The county also created a toolkit for the guidelines with helpful links, step-by-step guides for screenings and sample letters for patients that explain the new opioid guidelines.

The origins of the county’s guidelines began in the second half of 2015.

A November 2015 report titled “Unintentional Drug Poisoning in Sonoma County: A Focus on Prescription Opioids” was released by the planning and evaluation division of the county’s Department of Health Services.

It was followed by a January 2016 update that distilled the county’s problem in stark numbers.

The reports showed that in 2014, the most recent data available for the county, 25 percent of Sonoma County residents - 126,000 - had an opioid prescription.

Of those, a quarter had four or more opioid prescriptions, and 5 percent of those had prescriptions from four or more prescribers.

The report found 524 people in the county identified specifically as “doctor shoppers,” patients who obtained opioid prescriptions from four or more prescribers and four or more pharmacies.

The number of emergency room visits for accidental opioid overdose increased by 73 percent from 2009-2011 to 2012-2014, from 10 to 17.3 per 100,000 people - 61 percent higher than the statewide rate.

“The key point is that our healthcare providers were concerned enough about this issue that they all came together to address the standard of care, to address the problem from its start,” Milman said.

“What this is doing is really helping doctors in looking at when a patient comes to me and is new and in pain, (asking) how am I managing it, what are the best practices and when is it time to say this hasn’t worked and I want to switch to something else.”

Alternative pain management therapies - mindfulness, acupuncture, yoga and chiropractic care - are included that clinicians can utilize in place of opioids, noted Supervisor Shirlee Zane, who has long been involved in the effort to create such guidelines.

“Opioids shouldn’t be the only method (for addressing pain),” she said. “Let’s face it, doctors have overprescribed opioids because it’s cheaper to give someone a pill than three months of acupuncture.”

The overprescription of pain medications and physicians’ reliance on a “magic pill” for pain management stems from what was characterized as an undertreatment of pain in the 1990s, and a push for an increased focus on pain reduction.

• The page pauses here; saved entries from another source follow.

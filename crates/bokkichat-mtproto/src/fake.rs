//! In-memory `UserApi` for unit tests.

use std::{
    cell::RefCell,
    collections::VecDeque,
    path::{Path, PathBuf},
};

use bokkichat_core::{errors::Error, MediaType, Result};

use crate::{Dialog, DialogMessage, UserApi};

#[derive(Clone, Debug, PartialEq, Eq)]
pub enum Sent {
    Text {
        target: String,
        text: String,
    },
    File {
        target: String,
        kind: MediaType,
        bytes: Vec<u8>,
        caption: String,
        path: PathBuf,
    },
}

#[derive(Default)]
pub struct FakeUserApi {
    pub dialogs: Vec<Dialog>,
    dialog_failures: RefCell<VecDeque<Error>>,
    send_failures: RefCell<VecDeque<Error>>,
    sent: RefCell<Vec<Sent>>,
    pub disconnects: usize,
}

impl FakeUserApi {
    pub fn new() -> Self {
        Self::default()
    }

    pub fn with_dialog(mut self, name: &str, messages: &[(bool, &str)]) -> Self {
        self.dialogs.push(Dialog {
            name: name.to_string(),
            messages: messages
                .iter()
                .map(|(outgoing, text)| DialogMessage {
                    outgoing: *outgoing,
                    text: text.to_string(),
                })
                .collect(),
        });
        self
    }

    pub fn fail_next_dialogs(&self, err: Error) {
        self.dialog_failures.borrow_mut().push_back(err);
    }

    pub fn fail_next_send(&self, err: Error) {
        self.send_failures.borrow_mut().push_back(err);
    }

    pub fn sent(&self) -> Vec<Sent> {
        self.sent.borrow().clone()
    }

    fn next_send_result(&self) -> Result<()> {
        match self.send_failures.borrow_mut().pop_front() {
            Some(err) => Err(err),
            None => Ok(()),
        }
    }
}

impl UserApi for FakeUserApi {
    fn own_address(&self) -> Result<String> {
        Ok("bokki_user".to_string())
    }

    fn dialogs(&self) -> Result<Vec<Dialog>> {
        if let Some(err) = self.dialog_failures.borrow_mut().pop_front() {
            return Err(err);
        }
        Ok(self.dialogs.clone())
    }

    fn send_text(&self, target: &str, text: &str) -> Result<()> {
        self.next_send_result()?;
        self.sent.borrow_mut().push(Sent::Text {
            target: target.to_string(),
            text: text.to_string(),
        });
        Ok(())
    }

    fn send_file(&self, target: &str, kind: MediaType, file: &Path, caption: &str) -> Result<()> {
        self.next_send_result()?;
        self.sent.borrow_mut().push(Sent::File {
            target: target.to_string(),
            kind,
            bytes: std::fs::read(file)?,
            caption: caption.to_string(),
            path: file.to_path_buf(),
        });
        Ok(())
    }

    fn disconnect(&mut self) -> Result<()> {
        self.disconnects += 1;
        Ok(())
    }
}
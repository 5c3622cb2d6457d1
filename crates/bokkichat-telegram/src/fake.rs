//! In-memory `BotApi` for unit tests.

use std::{
    cell::RefCell,
    collections::{HashMap, HashSet, VecDeque},
    path::{Path, PathBuf},
    time::Duration,
};

use serde_json::Value;

use bokkichat_core::{errors::Error, Address, MediaType, Result};

use crate::{BotApi, RawUpdate};

const FILE_HOST: &str = "https://files.test/";

#[derive(Clone, Debug, PartialEq)]
pub enum Sent {
    Text {
        chat: Address,
        text: String,
    },
    Media {
        chat: Address,
        kind: MediaType,
        bytes: Vec<u8>,
        caption: String,
        path: PathBuf,
    },
}

#[derive(Default)]
pub struct FakeBotApi {
    polls: RefCell<VecDeque<Result<Vec<RawUpdate>>>>,
    poll_calls: RefCell<Vec<(Option<i64>, Option<Duration>)>>,
    files: HashMap<String, Vec<u8>>,
    unauthorized_files: HashSet<String>,
    refused_files: HashSet<String>,
    file_requests: RefCell<Vec<String>>,
    send_failures: RefCell<VecDeque<Error>>,
    sent: RefCell<Vec<Sent>>,
}

impl FakeBotApi {
    pub fn new() -> Self {
        Self::default()
    }

    pub fn with_file(mut self, file_id: &str, bytes: &[u8]) -> Self {
        self.files.insert(file_id.to_string(), bytes.to_vec());
        self
    }

    pub fn with_unauthorized_file(mut self, file_id: &str) -> Self {
        self.unauthorized_files.insert(file_id.to_string());
        self
    }

    /// `getFile` answers with an API error for this file (e.g. over the size limit).
    pub fn with_refused_file(mut self, file_id: &str) -> Self {
        self.refused_files.insert(file_id.to_string());
        self
    }

    /// Queue the answer of the next `get_updates` call.
    pub fn push_poll(&self, answer: Result<Vec<RawUpdate>>) {
        self.polls.borrow_mut().push_back(answer);
    }

    pub fn fail_next_send(&self, err: Error) {
        self.send_failures.borrow_mut().push_back(err);
    }

    pub fn poll_calls(&self) -> Vec<(Option<i64>, Option<Duration>)> {
        self.poll_calls.borrow().clone()
    }

    pub fn file_urls_requested(&self) -> Vec<String> {
        self.file_requests.borrow().clone()
    }

    pub fn sent(&self) -> Vec<Sent> {
        self.sent.borrow().clone()
    }

    fn next_send_result(&self) -> Result<()> {
        match self.send_failures.borrow_mut().pop_front() {
            Some(err) => Err(err),
            None => Ok(()),
        }
    }
}

pub fn update(update_id: i64, message: Value) -> RawUpdate {
    RawUpdate {
        update_id,
        message: Some(message),
    }
}

impl BotApi for FakeBotApi {
    fn identity(&self) -> Result<String> {
        Ok("@bokki_bot".to_string())
    }

    fn get_updates(
        &self,
        offset: Option<i64>,
        timeout: Option<Duration>,
    ) -> Result<Vec<RawUpdate>> {
        self.poll_calls.borrow_mut().push((offset, timeout));
        self.polls.borrow_mut().pop_front().unwrap_or_else(|| Ok(Vec::new()))
    }

    fn send_text(&self, chat: &Address, text: &str) -> Result<()> {
        self.next_send_result()?;
        self.sent.borrow_mut().push(Sent::Text {
            chat: chat.clone(),
            text: text.to_string(),
        });
        Ok(())
    }

    fn send_media(
        &self,
        chat: &Address,
        kind: MediaType,
        file: &Path,
        caption: &str,
    ) -> Result<()> {
        self.next_send_result()?;
        self.sent.borrow_mut().push(Sent::Media {
            chat: chat.clone(),
            kind,
            bytes: std::fs::read(file)?,
            caption: caption.to_string(),
            path: file.to_path_buf(),
        });
        Ok(())
    }

    fn file_url(&self, file_id: &str) -> Result<String> {
        self.file_requests.borrow_mut().push(file_id.to_string());
        if self.unauthorized_files.contains(file_id) {
            return Err(Error::Unauthorized(format!("getFile {file_id}")));
        }
        if self.refused_files.contains(file_id) {
            return Err(Error::Rejected(format!("Bad Request: file is too big ({file_id})")));
        }
        if !self.files.contains_key(file_id) {
            return Err(Error::External(format!("unknown file {file_id}")));
        }
        Ok(format!("{FILE_HOST}{file_id}"))
    }

    fn download(&self, url: &str) -> Result<Vec<u8>> {
        url.strip_prefix(FILE_HOST)
            .and_then(|id| self.files.get(id))
            .cloned()
            .ok_or_else(|| Error::External(format!("404 {url}")))
    }
}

In response to that, pharmaceutical companies started formulating and marketing prescription opioids that doctors immediately flocked to, including extended release forms of morphine, oxycodone and fentanyl, which are today among the most frequently abused prescription medications on the market.

“Physicians and clinicians were wanting to help their patients manage their pain, and they were also experiencing a lot of external pressure to make sure they were managing pain,” Milman said.

“One of the tools easily available, and promoted largely by the pharmaceutical companies, was opioid medication. ... This is really a nationwide challenge.”